I don’t want this to sound like I have nothing but contempt for toilet paper as it has served as a valuable invention in human history. But when a wonderful evolution springs forward, isn’t it time we all jump aboard? According to the always reliable people at Wikipedia, it has been around in its present form since the sixth century. The Sixth Century! With all our modern advances, how is it that so many people can be clinging to an item that hasn’t noticeably evolved in 1500 years? I mean, candles were a great invention, but I will light my house with electricity thank you.
Granted, some people don’t enjoy having conversations about poo, so that is perhaps why some people have been so reluctant to heed the praise I have to this, the most superior of modern day products. Well, whatever hangups you may have about discussions, it’s time we all grow up and embrace what needs to be a new revolution of defacatory freshness.

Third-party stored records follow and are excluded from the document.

/// Parse a boolean value from a raw string, accepting common env-style forms.
///
/// Accepted truthy values (case-insensitive): `"1"`, `"true"`, `"yes"`, `"on"`.
/// Accepted falsy values: `"0"`, `"false"`, `"no"`, `"off"`.
pub fn parse_bool(raw: &str) -> Option<bool> {
    match raw.to_ascii_lowercase().as_str() {
        "1" | "true" | "yes" | "on" => Some(true),
        "0" | "false" | "no" | "off" => Some(false),
        _ => None,
    }
}

/// Treat unset and whitespace-only variables the same.
pub fn non_empty(value: Option<String>) -> Option<String> {
    value.filter(|raw| !raw.trim().is_empty())
}
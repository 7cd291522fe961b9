//! Headless driver for the carousel engine.
//!
//! [`headless::HeadlessDocument`] implements every collaborator trait over
//! an in-memory node arena, [`simulate`] runs scripted navigation against it
//! and [`report`] renders loaded options for inspection.

#![allow(missing_docs)]

pub mod headless;
pub mod report;
pub mod simulate;

pub use headless::{HeadlessDocument, insert_after, insert_before, tile_strip};
pub use simulate::{Action, StripSpec, run};
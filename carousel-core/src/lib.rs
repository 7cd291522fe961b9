//! # Carousel Core
//!
//! State engine for a horizontally paging tile carousel. Tiles are grouped
//! into frames of `increment` tiles; the engine clamps navigation requests,
//! tracks which tiles are screen-reader visible, schedules deferred media
//! and decides which navigation controls are enabled.
//!
//! ## Architecture
//!
//! - [`partition`]: frame partitioning of the tile sequence
//! - [`state`]: index resolution and the committed carousel state
//! - [`lazy_load`]: once-per-tile media scheduling
//! - [`accessibility`]: hidden/visible and tab order toggling
//! - [`navigation`]: previous/next control enablement
//! - [`layout`]: pixel metrics for the wrapped container
//! - [`options`]: option coercion and defaults
//! - [`engine`]: [`CarouselEngine`], which drives all of the above against a
//!   [`CarouselHost`](carousel_contracts::host::CarouselHost)
//!
//! ## Example
//!
//! ```no_run
//! use carousel_contracts::prelude::*;
//! use carousel_core::{CarouselEngine, CarouselOptions};
//!
//! fn page<H: CarouselHost>(host: H, holder: NodeHandle, tiles: Vec<TileSpec>) -> carousel_core::Result<()> {
//!     let mut engine = CarouselEngine::new(host, holder);
//!     engine.init(tiles, CarouselOptions::new().with_increment(3))?;
//!     engine.next()?;
//!     let snapshot = engine.snapshot()?;
//!     assert_eq!(snapshot.index, 3);
//!     Ok(())
//! }
//! ```

#![allow(missing_docs)]

pub mod accessibility;
pub mod engine;
pub mod error;
pub mod layout;
pub mod lazy_load;
pub mod navigation;
pub mod options;
pub mod partition;
pub mod state;

pub use accessibility::{AccessibilityStateToggler, AriaOp};
pub use engine::{CarouselEngine, TransitionPhase};
pub use error::{CarouselError, ConfigurationError, HookPhase, Result};
pub use lazy_load::LazyLoadScheduler;
pub use navigation::NavigationButtonState;
pub use options::{
    CarouselConfig, CarouselOptions, Coercible, FrameHook, FrameHooks,
    parse_int, parse_int_prefix,
};
pub use partition::{FramePartition, partition};
pub use state::{CarouselState, TileRecord, resolve_target};

pub use carousel_contracts;
pub use carousel_model;
//! Previous/next control enablement.

use carousel_model::{ControlsSpec, NavAction};

use crate::options::CarouselConfig;

/// Enablement of the two navigation controls, derived purely from the
/// current index and bounds.
#[derive(Debug, Clone, Copy, PartialEq, Eq)]
pub struct NavigationButtonState {
    pub prev_enabled: bool,
    pub next_enabled: bool,
}

impl NavigationButtonState {
    pub fn derive(index: usize, increment: usize, tile_count: usize) -> Self {
        Self {
            prev_enabled: index > 0,
            next_enabled: index + increment < tile_count,
        }
    }

    pub fn is_enabled(&self, action: NavAction) -> bool {
        match action {
            NavAction::PrevFrame => self.prev_enabled,
            NavAction::NextFrame => self.next_enabled,
        }
    }

    /// Controls whose enablement differs between `self` and `next`, with
    /// their new enablement. Unchanged controls are left in place.
    pub fn changes_to(&self, next: &Self) -> Vec<(NavAction, bool)> {
        NavAction::ALL
            .into_iter()
            .filter(|action| self.is_enabled(*action) != next.is_enabled(*action))
            .map(|action| (action, next.is_enabled(action)))
            .collect()
    }
}

/// Build the description of the controls inserted at init.
pub fn controls_spec(
    config: &CarouselConfig,
    buttons: NavigationButtonState,
) -> ControlsSpec {
    ControlsSpec {
        prev_text: config.prev_text.clone(),
        next_text: config.next_text.clone(),
        placement: config.controls_placement(),
        prev_enabled: buttons.prev_enabled,
        next_enabled: buttons.next_enabled,
    }
}
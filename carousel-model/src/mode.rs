use std::fmt::{self, Display};
use std::str::FromStr;

/// How far a single previous/next action moves the carousel.
#[derive(Debug, Clone, Copy, PartialEq, Eq, Hash, Default)]
#[cfg_attr(feature = "serde", derive(serde::Serialize, serde::Deserialize))]
#[cfg_attr(feature = "serde", serde(rename_all = "camelCase"))]
pub enum IncrementMode {
    /// Move by a whole frame (`increment` tiles).
    #[default]
    Frame,
    /// Move by a single tile.
    Tile,
}

impl IncrementMode {
    pub const fn as_str(self) -> &'static str {
        match self {
            IncrementMode::Frame => "frame",
            IncrementMode::Tile => "tile",
        }
    }
}

impl Display for IncrementMode {
    fn fmt(&self, f: &mut fmt::Formatter<'_>) -> fmt::Result {
        f.write_str(self.as_str())
    }
}

/// Error returned when a mode or button identity string is not recognized.
#[derive(Debug, Clone, PartialEq, Eq)]
pub struct ParseModeError {
    pub kind: &'static str,
    pub value: String,
}

impl Display for ParseModeError {
    fn fmt(&self, f: &mut fmt::Formatter<'_>) -> fmt::Result {
        write!(f, "unrecognized {} '{}'", self.kind, self.value)
    }
}

impl std::error::Error for ParseModeError {}

impl FromStr for IncrementMode {
    type Err = ParseModeError;

    fn from_str(s: &str) -> Result<Self, Self::Err> {
        match s.trim() {
            "frame" => Ok(IncrementMode::Frame),
            "tile" => Ok(IncrementMode::Tile),
            other => Err(ParseModeError {
                kind: "increment mode",
                value: other.to_string(),
            }),
        }
    }
}

/// Logical identity of a navigation control.
///
/// The string forms double as the class names the presentation layer puts
/// on the rendered buttons, so a delegated click handler can map a clicked
/// element back to an action.
#[derive(Debug, Clone, Copy, PartialEq, Eq, Hash)]
#[cfg_attr(feature = "serde", derive(serde::Serialize, serde::Deserialize))]
pub enum NavAction {
    #[cfg_attr(feature = "serde", serde(rename = "prevFrame"))]
    PrevFrame,
    #[cfg_attr(feature = "serde", serde(rename = "nextFrame"))]
    NextFrame,
}

impl NavAction {
    pub const ALL: [NavAction; 2] = [NavAction::PrevFrame, NavAction::NextFrame];

    pub const fn class_name(self) -> &'static str {
        match self {
            NavAction::PrevFrame => "prevFrame",
            NavAction::NextFrame => "nextFrame",
        }
    }
}

impl Display for NavAction {
    fn fmt(&self, f: &mut fmt::Formatter<'_>) -> fmt::Result {
        f.write_str(self.class_name())
    }
}

impl FromStr for NavAction {
    type Err = ParseModeError;

    fn from_str(s: &str) -> Result<Self, Self::Err> {
        match s {
            "prevFrame" => Ok(NavAction::PrevFrame),
            "nextFrame" => Ok(NavAction::NextFrame),
            other => Err(ParseModeError {
                kind: "navigation control",
                value: other.to_string(),
            }),
        }
    }
}
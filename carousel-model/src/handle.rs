use std::fmt::{self, Display};

/// Opaque reference to a node owned by the presentation layer.
///
/// The engine never dereferences a handle; it only passes handles back to
/// the collaborator that minted them (tiles, wrapper, viewport, controls).
#[derive(Debug, Clone, Copy, PartialEq, Eq, Hash, PartialOrd, Ord)]
#[cfg_attr(feature = "serde", derive(serde::Serialize, serde::Deserialize))]
#[cfg_attr(feature = "serde", serde(transparent))]
pub struct NodeHandle(pub u64);

impl NodeHandle {
    pub const fn new(raw: u64) -> Self {
        Self(raw)
    }

    pub const fn get(self) -> u64 {
        self.0
    }
}

impl Display for NodeHandle {
    fn fmt(&self, f: &mut fmt::Formatter<'_>) -> fmt::Result {
        write!(f, "node#{}", self.0)
    }
}

impl From<u64> for NodeHandle {
    fn from(raw: u64) -> Self {
        Self(raw)
    }
}
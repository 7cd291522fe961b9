use std::fmt::{self, Display};

use thiserror::Error;

/// Rejections raised while initializing a carousel.
#[derive(Error, Debug, Clone, PartialEq, Eq)]
pub enum ConfigurationError {
    #[error("carousel needs at least one tile")]
    EmptyTileSequence,

    #[error("first tile has no measurable width")]
    ZeroTileWidth,

    #[error("increment must be at least 1, got {0}")]
    NonPositiveIncrement(i64),
}

/// Which frame hook failed.
#[derive(Debug, Clone, Copy, PartialEq, Eq)]
pub enum HookPhase {
    PreFrameChange,
    PostFrameChange,
}

impl Display for HookPhase {
    fn fmt(&self, f: &mut fmt::Formatter<'_>) -> fmt::Result {
        match self {
            HookPhase::PreFrameChange => f.write_str("preFrameChange"),
            HookPhase::PostFrameChange => f.write_str("postFrameChange"),
        }
    }
}

#[derive(Error, Debug)]
pub enum CarouselError {
    #[error("configuration error: {0}")]
    Configuration(#[from] ConfigurationError),

    #[error("carousel has not been initialized")]
    NotInitialized,

    /// A user hook failed. The navigation it belonged to is already
    /// committed; only the rest of the transition sequence was skipped.
    #[error("{phase} hook failed: {source}")]
    Hook {
        phase: HookPhase,
        #[source]
        source: anyhow::Error,
    },
}

pub type Result<T> = std::result::Result<T, CarouselError>;
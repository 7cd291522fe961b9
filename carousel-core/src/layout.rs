//! Pixel metrics derived from the first tile and the configured deltas.

use carousel_model::{ContainerLayout, ControlsPosition};

use crate::options::CarouselConfig;

/// Width of one tile as a percentage of the tile holder, truncated to three
/// decimals (`33.333` for an increment of 3).
pub fn tile_width_percent(increment: usize) -> f32 {
    let increment = increment.max(1) as f64;
    (((100.0 / increment) * 1000.0).trunc() / 1000.0) as f32
}

pub fn container_layout(config: &CarouselConfig, tile_width: f32) -> ContainerLayout {
    let frame_width = tile_width * config.increment as f32;
    ContainerLayout {
        wrapper_margin: config.wrapper_delta,
        viewport_margin: config.viewport_delta,
        viewport_width: frame_width + config.viewport_delta as f32,
        frame_width,
        tile_width_percent: tile_width_percent(config.increment),
    }
}

/// Center a pair of controls beneath a viewport of `viewport_width`.
pub fn center_controls(
    viewport_width: f32,
    prev_width: f32,
    next_width: f32,
) -> ControlsPosition {
    let width = prev_width + next_width;
    ControlsPosition {
        width,
        left: viewport_width / 2.0 - width / 2.0,
    }
}
//! Core data model definitions shared across the carousel crates.
#![allow(missing_docs)]

pub mod events;
pub mod handle;
pub mod layout;
pub mod mode;
pub mod prelude;
pub mod snapshot;
pub mod tile;

// Intentionally curated re-exports for downstream consumers.
pub use events::{FocusChange, LifecycleEvent};
pub use handle::NodeHandle;
pub use layout::{
    ContainerHandles, ContainerLayout, ControlHandles, ControlsPlacement,
    ControlsPosition, ControlsSpec,
};
pub use mode::{IncrementMode, NavAction, ParseModeError};
pub use snapshot::{StateSnapshot, TileView};
pub use tile::{
    DeferredMedia, TileAccessibility, TileMetrics, TileRole, TileSpec,
    Visibility,
};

And for those of you who are users but have felt the need for the masses to push you into the underground, the time for silence is over! With the upcoming Easter holiday approaching, what better time to make a hard push to the unconverted. With the state of the world today, one has to wonder if Jesus would have even felt the need to resurrect himself. Well I can’t speak for his point of view, but I know I would want to return to a world where people were at least trying to improve themselves and I see no better stepping stone that a switch to Cottonelle Fresh (or, to a lesser extent, the effective but too moist Charmin Freshmates). I firmly believe the revolution I have been speaking of in this “review” will take place. Why not sooner rather than later.
- Unprecedented sphinctral refreshment
- Improves ones mood and outlook on life
- When walking, one never gets the feeling his or her ass cheeks are made of heated leather
- People are reluctant to embrace them (idiots)
Toilet Paper: 4 (You’ve served your purpose, now it’s time to step aside.)